### PROBLEM DETAILS
The records below hold a stretch from the line with "pub fn is_empty(&self)" through the line with "block: &[f64], mut"; return exactly those lines, ends included, and nothing more.

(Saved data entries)
────────────────────

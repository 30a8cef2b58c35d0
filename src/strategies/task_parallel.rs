//! tbb: blocked-range parallel_for / parallel_reduce on a work-stealing runtime.
//!
//! A [`BlockedRange`] is split in half while it is longer than its grain, and
//! each split is handed to `rayon::join`, so idle workers steal the untouched
//! halves. Leaves run a plain loop over their sub-slice.

use tracing::debug;

use crate::workload::sigmoid_of_sine;

/// Half-open index range `[begin, end)` that divides down to `grain`.
#[derive(Debug, Clone, Copy, PartialEq, Eq)]
pub struct BlockedRange {
    begin: usize,
    end: usize,
    grain: usize,
}

impl BlockedRange {
    pub fn new(begin: usize, end: usize, grain: usize) -> Self {
        Self {
            begin,
            end: end.max(begin),
            grain: grain.max(1),
        }
    }

    pub fn begin(&self) -> usize {
        self.begin
    }

    pub fn end(&self) -> usize {
        self.end
    }

    pub fn len(&self) -> usize {
        self.end - self.begin
    }

    pub fn is_empty(&self) -> bool {
        self.begin == self.end
    }

    pub fn is_divisible(&self) -> bool {
        self.len() > self.grain
    }

    /// Split at the midpoint. Both halves keep the grain.
    pub fn split(self) -> (Self, Self) {
        let mid = self.begin + self.len() / 2;
        (
            Self::new(self.begin, mid, self.grain),
            Self::new(mid, self.end, self.grain),
        )
    }
}

/// Run `body` on every leaf of `range`, where `values` covers exactly `range`.
pub fn parallel_for<F>(values: &mut [f64], range: BlockedRange, body: &F)
where
    F: Fn(BlockedRange, &mut [f64]) + Sync,
{
    debug_assert_eq!(values.len(), range.len());
    if range.is_divisible() {
        let (left, right) = range.split();
        let (lv, rv) = values.split_at_mut(left.len());
        rayon::join(
            || parallel_for(lv, left, body),
            || parallel_for(rv, right, body),
        );
    } else {
        body(range, values);
    }
}

/// Fold every leaf with `body` starting from `identity`, combine halves with `join`.
pub fn parallel_reduce<T, B, J>(values: &[f64], range: BlockedRange, identity: T, body: &B, join: &J) -> T
where
    T: Copy + Send + Sync,
    B: Fn(BlockedRange, &[f64], T) -> T + Sync,
    J: Fn(T, T) -> T + Sync,
{
    debug_assert_eq!(values.len(), range.len());
    if range.is_divisible() {
        let (left, right) = range.split();
        let (lv, rv) = values.split_at(left.len());
        let (a, b) = rayon::join(
            || parallel_reduce(lv, left, identity, body, join),
            || parallel_reduce(rv, right, identity, body, join),
        );
        join(a, b)
    } else {
        body(range, values, identity)
    }
}

pub fn transform_reduce(values: &mut [f64], grain: usize) -> f64 {
    let range = BlockedRange::new(0, values.len(), grain);
    debug!(len = range.len(), grain, "tbb blocked range");

    parallel_for(values, range, &|_, block: &mut [f64]| {
        for v in block.iter_mut() {
            *v = sigmoid_of_sine(*v);
        }
    });

    parallel_reduce(
        values,
        range,
        0.0,
        &|_, block: &[f64], mut init: f64| {
            for &v in block {
                init += v;
            }
            init
        },
        &|a, b| a + b,
    )
}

────────────────────

### ANSWER BOX
    pub fn is_empty(&self) -> bool {
        self.begin == self.end
    }

    pub fn is_divisible(&self) -> bool {
        self.len() > self.grain
    }

    /// Split at the midpoint. Both halves keep the grain.
    pub fn split(self) -> (Self, Self) {
        let mid = self.begin + self.len() / 2;
        (
            Self::new(self.begin, mid, self.grain),
            Self::new(mid, self.end, self.grain),
        )
    }
}

/// Run `body` on every leaf of `range`, where `values` covers exactly `range`.
pub fn parallel_for<F>(values: &mut [f64], range: BlockedRange, body: &F)
where
    F: Fn(BlockedRange, &mut [f64]) + Sync,
{
    debug_assert_eq!(values.len(), range.len());
    if range.is_divisible() {
        let (left, right) = range.split();
        let (lv, rv) = values.split_at_mut(left.len());
        rayon::join(
            || parallel_for(lv, left, body),
            || parallel_for(rv, right, body),
        );
    } else {
        body(range, values);
    }
}

/// Fold every leaf with `body` starting from `identity`, combine halves with `join`.
pub fn parallel_reduce<T, B, J>(values: &[f64], range: BlockedRange, identity: T, body: &B, join: &J) -> T
where
    T: Copy + Send + Sync,
    B: Fn(BlockedRange, &[f64], T) -> T + Sync,
    J: Fn(T, T) -> T + Sync,
{
    debug_assert_eq!(values.len(), range.len());
    if range.is_divisible() {
        let (left, right) = range.split();
        let (lv, rv) = values.split_at(left.len());
        let (a, b) = rayon::join(
            || parallel_reduce(lv, left, identity, body, join),
            || parallel_reduce(rv, right, identity, body, join),
        );
        join(a, b)
    } else {
        body(range, values, identity)
    }
}

pub fn transform_reduce(values: &mut [f64], grain: usize) -> f64 {
    let range = BlockedRange::new(0, values.len(), grain);
    debug!(len = range.len(), grain, "tbb blocked range");

    parallel_for(values, range, &|_, block: &mut [f64]| {
        for v in block.iter_mut() {
            *v = sigmoid_of_sine(*v);
        }
    });

    parallel_reduce(
        values,
        range,
        0.0,
        &|_, block: &[f64], mut init: f64| {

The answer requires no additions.